# [Wet Thumb Forum]-Hatching Morning Dove Eggs



## Paul Higashikawa (Mar 18, 2004)

Sorry, I know this question is not relevent to the forum but I really don't have anywhere else I could turn to as this happened all so sudden.

There is this nest built by some sort of wild pigeon; possibly a morning dove as it is much smaller in size than our standard, city pigeons. For a while she was sitting quietly nesting her two eggs. However, she has been gone ever since Monday evening. Weather here in Houston is still pretty chilly as we just had a major tornado+thunderstorm this past Saturday. 

Therefore, I decided to take these eggs in, not knowing if they are still viable because they have been out in the nest the past two days. I don't know if they could've survived the chilly weather. Still, it is worth a try. So if anyone has any experience with these birds and their hatching methods, please let me know ASAP. 

Right now I put them on torn wool, orginally used for water filter. It is insulated with a incandescent bulb hanging above inside a box. Any information appreciated. Thanks!


Paul


----------



## The Bishop (Mar 11, 2004)

You already did all the things I was gonna suggest









I'm sure Google will yield answers on how long before they should have been expected to hatch. I do doubt though, that they are alive.


----------



## Robert Hudson (Feb 5, 2004)

I suggest you call your local humane society. They can tell you what can be done. Hatching eggs, and then caring for the hatchlings is very difficult


----------



## imported_timlawyer (Jul 14, 2003)

SurWrathful -
Contact these people - they are very helpful.

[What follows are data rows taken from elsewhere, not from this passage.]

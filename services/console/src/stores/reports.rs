//! services/console/src/stores/reports.rs
//!
//! Dashboard summary plus spreadsheet import/export. Imports and template
//! downloads are pass-through calls; only the summary is cached.

use std::sync::atomic::{AtomicUsize, Ordering};
use std::sync::Arc;

use parking_lot::RwLock;
use tracing::{debug, warn};

use school_console_core::domain::{ImportReport, Summary};
use school_console_core::ports::{PortResult, ReportsApi};

use super::notify::{Subscribers, SubscriptionId};
use super::session::SessionStore;

struct ReportsInner {
    summary: Option<Summary>,
    error: Option<String>,
}

/// Holds the last fetched dashboard summary and fronts the spreadsheet
/// import endpoints.
pub struct ReportsStore {
    api: Arc<dyn ReportsApi>,
    session: Arc<SessionStore>,
    inner: RwLock<ReportsInner>,
    in_flight: AtomicUsize,
    subscribers: Subscribers,
}

impl ReportsStore {
    pub fn new(api: Arc<dyn ReportsApi>, session: Arc<SessionStore>) -> Self {
        Self {
            api,
            session,
            inner: RwLock::new(ReportsInner {
                summary: None,
                error: None,
            }),
            in_flight: AtomicUsize::new(0),
            subscribers: Subscribers::new(),
        }
    }

    fn commit(&self, apply: impl FnOnce(&mut ReportsInner)) {
        {
            let mut inner = self.inner.write();
            apply(&mut inner);
        }
        self.subscribers.notify();
    }

    fn authorize(&self) -> PortResult<String> {
        self.session.bearer_token().map_err(|err| {
            warn!("report operation attempted without a valid session");
            self.commit(|inner| inner.error = Some(err.to_string()));
            err
        })
    }

    //=====================================================================================
    // Summary
    //=====================================================================================

    /// Fetches the aggregate counts. On failure the cached summary is
    /// dropped rather than left stale.
    pub async fn refresh_summary(&self) -> PortResult<()> {
        let token = self.authorize()?;
        self.in_flight.fetch_add(1, Ordering::SeqCst);
        self.subscribers.notify();
        let outcome = self.api.summary(&token).await;
        {
            let mut inner = self.inner.write();
            match &outcome {
                Ok(summary) => {
                    debug!(
                        schools = summary.schools,
                        students = summary.students,
                        "summary fetched"
                    );
                    inner.summary = Some(summary.clone());
                    inner.error = None;
                }
                Err(err) => {
                    warn!(error = %err, "summary fetch failed");
                    inner.summary = None;
                    inner.error = Some(err.to_string());
                }
            }
        }
        self.in_flight.fetch_sub(1, Ordering::SeqCst);
        self.subscribers.notify();
        outcome.map(|_| ())
    }

    pub fn summary(&self) -> Option<Summary> {
        self.inner.read().summary.clone()
    }

    //=====================================================================================
    // Spreadsheet import / template download
    //=====================================================================================

    /// Uploads a student spreadsheet and returns the server's import
    /// report. The caller refreshes the student store afterwards; imported
    /// rows are not patched into any cache here.
    pub async fn import_students(&self, file_name: &str, bytes: Vec<u8>) -> PortResult<ImportReport> {
        let token = self.authorize()?;
        self.passthrough(self.api.import_students(&token, file_name, bytes).await, "student import")
    }

    /// Uploads a staff spreadsheet; same contract as `import_students`.
    pub async fn import_staff(&self, file_name: &str, bytes: Vec<u8>) -> PortResult<ImportReport> {
        let token = self.authorize()?;
        self.passthrough(self.api.import_staff(&token, file_name, bytes).await, "staff import")
    }

    /// Downloads the student import template as raw spreadsheet bytes.
    pub async fn student_template(&self) -> PortResult<Vec<u8>> {
        let token = self.authorize()?;
        self.passthrough(self.api.student_template(&token).await, "student template")
    }

    /// Downloads the staff import template.
    pub async fn staff_template(&self) -> PortResult<Vec<u8>> {
        let token = self.authorize()?;
        self.passthrough(self.api.staff_template(&token).await, "staff template")
    }

    fn passthrough<T>(&self, outcome: PortResult<T>, what: &str) -> PortResult<T> {
        match outcome {
            Ok(value) => {
                self.commit(|inner| inner.error = None);
                Ok(value)
            }
            Err(err) => {
                warn!(error = %err, "{what} failed");
                self.commit(|inner| inner.error = Some(err.to_string()));
                Err(err)
            }
        }
    }

    //=====================================================================================
    // Queries and subscriptions
    //=====================================================================================

    pub fn error(&self) -> Option<String> {
        self.inner.read().error.clone()
    }

    pub fn clear_error(&self) {
        self.commit(|inner| inner.error = None);
    }

    pub fn is_loading(&self) -> bool {
        self.in_flight.load(Ordering::SeqCst) > 0
    }

    pub fn subscribe(&self, callback: impl Fn() + Send + Sync + 'static) -> SubscriptionId {
        self.subscribers.add(callback)
    }

    pub fn unsubscribe(&self, id: SubscriptionId) -> bool {
        self.subscribers.remove(id)
    }
}
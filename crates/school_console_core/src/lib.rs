pub mod domain;
pub mod ports;
pub mod token;
pub mod views;

pub use domain::{
    Claims, Class, ImportReport, LoginCredentials, NewClass, NewSchool, NewStudent,
    PersistedSession, Role, School, SchoolAccount, SchoolPatch, Student, StudentFilters,
    StudentPatch, Summary, Teacher, TeacherForm,
};
pub use ports::{
    AuthApi, CollectionApi, NoFilters, PortError, PortResult, QueryFilters, ReportsApi,
    Resource, SessionVault,
};
pub use token::TokenError;
pub use views::StudentWithClass;
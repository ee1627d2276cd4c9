//! services/console/src/stores/schools.rs
//!
//! The school collection, visible to the oversight role only (enforced by
//! the view layer; the remote API rejects other roles anyway).

use school_console_core::domain::School;

use super::resource::ResourceStore;

pub type SchoolStore = ResourceStore<School>;

impl ResourceStore<School> {
    /// Number of registered schools in the district.
    pub fn school_count(&self) -> usize {
        self.len()
    }
}
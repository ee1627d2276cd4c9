//! services/console/src/stores/classes.rs
//!
//! The class collection and its derived views. Views are recomputed from
//! the cache on every call.

use school_console_core::domain::Class;
use school_console_core::views;

use super::resource::ResourceStore;

pub type ClassStore = ResourceStore<Class>;

impl ResourceStore<Class> {
    /// Classes ordered by ascending grade, for the table's default sort.
    pub fn sorted_by_grade(&self) -> Vec<Class> {
        views::classes_by_grade(&self.items())
    }

    /// The distinct grades present, for the grade filter dropdown.
    pub fn unique_grades(&self) -> Vec<i64> {
        views::unique_grades(&self.items())
    }
}
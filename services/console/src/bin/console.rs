//! services/console/src/bin/console.rs
//!
//! Smoke binary: wires the REST adapter, file vault, and stores together,
//! restores or establishes a session, and prints the collections the
//! current role can see.

use std::sync::Arc;

use console_lib::{
    adapters::{rest::RestClient, vault::FileVault},
    config::Config,
    error::ConsoleError,
    stores::{ClassStore, ReportsStore, SchoolStore, SessionStore, StudentStore, TeacherStore},
};
use school_console_core::domain::{LoginCredentials, Role};
use tracing::{info, warn};
use tracing_subscriber::{layer::SubscriberExt, util::SubscriberInitExt};

#[tokio::main]
async fn main() -> Result<(), ConsoleError> {
    // --- 1. Load Configuration & Set Up Logging ---
    let config = Arc::new(Config::from_env()?);
    tracing_subscriber::registry()
        .with(tracing_subscriber::EnvFilter::new(config.log_level.to_string()))
        .with(tracing_subscriber::fmt::layer())
        .init();
    info!("Configuration loaded. Connecting to {}", config.api_base_url);

    // --- 2. Initialize Adapters ---
    let rest = Arc::new(RestClient::from_config(&config)?);
    let vault = Arc::new(FileVault::new(config.session_file.clone()));

    // --- 3. Build the Stores ---
    let session = Arc::new(SessionStore::new(rest.clone(), vault));
    session.restore();

    if !session.is_authenticated() {
        let (email, password) = match (&config.login_email, &config.login_password) {
            (Some(email), Some(password)) => (email.clone(), password.clone()),
            _ => {
                warn!("No persisted session and CONSOLE_EMAIL/CONSOLE_PASSWORD not set; nothing to do");
                return Ok(());
            }
        };
        session
            .login(&LoginCredentials { email, password })
            .await?;
    }
    info!(
        role = %session.role().map(|r| r.to_string()).unwrap_or_default(),
        school = %session.school_name().unwrap_or_default(),
        "session ready"
    );

    // --- 4. Fetch What the Role Can See ---
    let reports = ReportsStore::new(rest.clone(), session.clone());
    if let Err(err) = reports.refresh_summary().await {
        warn!(error = %err, "summary unavailable");
    } else if let Some(summary) = reports.summary() {
        info!(
            schools = summary.schools,
            classes = summary.classes,
            students = summary.students,
            teachers = summary.teachers,
            "dashboard summary"
        );
    }

    if session.has_role(Role::Oversight) {
        let schools = SchoolStore::new(rest.clone(), session.clone());
        schools.refresh().await?;
        info!(count = schools.school_count(), "schools fetched");
    } else {
        let classes = ClassStore::new(rest.clone(), session.clone());
        let students = StudentStore::new(rest.clone(), session.clone());
        let teachers = TeacherStore::new(rest.clone(), session.clone());
        classes.refresh().await?;
        students.refresh().await?;
        teachers.refresh().await?;
        info!(
            classes = classes.len(),
            students = students.len(),
            teachers = teachers.len(),
            grades = ?classes.unique_grades(),
            "school collections fetched"
        );
    }

    Ok(())
}
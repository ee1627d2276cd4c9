pub mod rest;
pub mod vault;
//! services/console/src/stores/teachers.rs
//!
//! The teacher (staff) collection. Search and subject filtering are
//! client-side views over the cache, unlike the server-side student
//! filters.

use school_console_core::domain::Teacher;
use school_console_core::views;

use super::resource::ResourceStore;

pub type TeacherStore = ResourceStore<Teacher>;

impl ResourceStore<Teacher> {
    /// Case-insensitive name search combined with an exact subject match.
    pub fn filtered(&self, search: &str, subject: Option<&str>) -> Vec<Teacher> {
        views::filter_teachers(&self.items(), search, subject)
    }

    /// The distinct subjects taught, for the subject filter dropdown.
    pub fn unique_subjects(&self) -> Vec<String> {
        views::unique_subjects(&self.items())
    }
}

Gulf Coast Wildlife Rescue
President: Patty Brinkmeyer
[email protected]
979-849-0184


----------



## Paul Higashikawa (Mar 18, 2004)

Thank you all so much







Wanted to wait a lil bit more for more answers and now I think I have







Thanks again, guys!

Right now the thing that concerns me the most is whether the eggs are still alive or not. Since they were in open space and with nothing to incubate them for two days, I really kindda doubt it. But it's worth a try. I will ask the Wildlife Rescue personnels about it too!

Paul


----------



## Leopardess (Mar 14, 2004)

Hmm that's odd. I had two separate hatchings of mourning doves in a begonia plant on my balcony this past summer. It was sooo cool. Even though I let almost all of my hanging plants and window boxes die because she got so scared if I went out to water them







Oh, and did I mention we couldnt' use the air conditioner the whole time they were there because it's hot-air vent was in front of her nest? It was so worth being able to watch the babies hatch and learn to fly though.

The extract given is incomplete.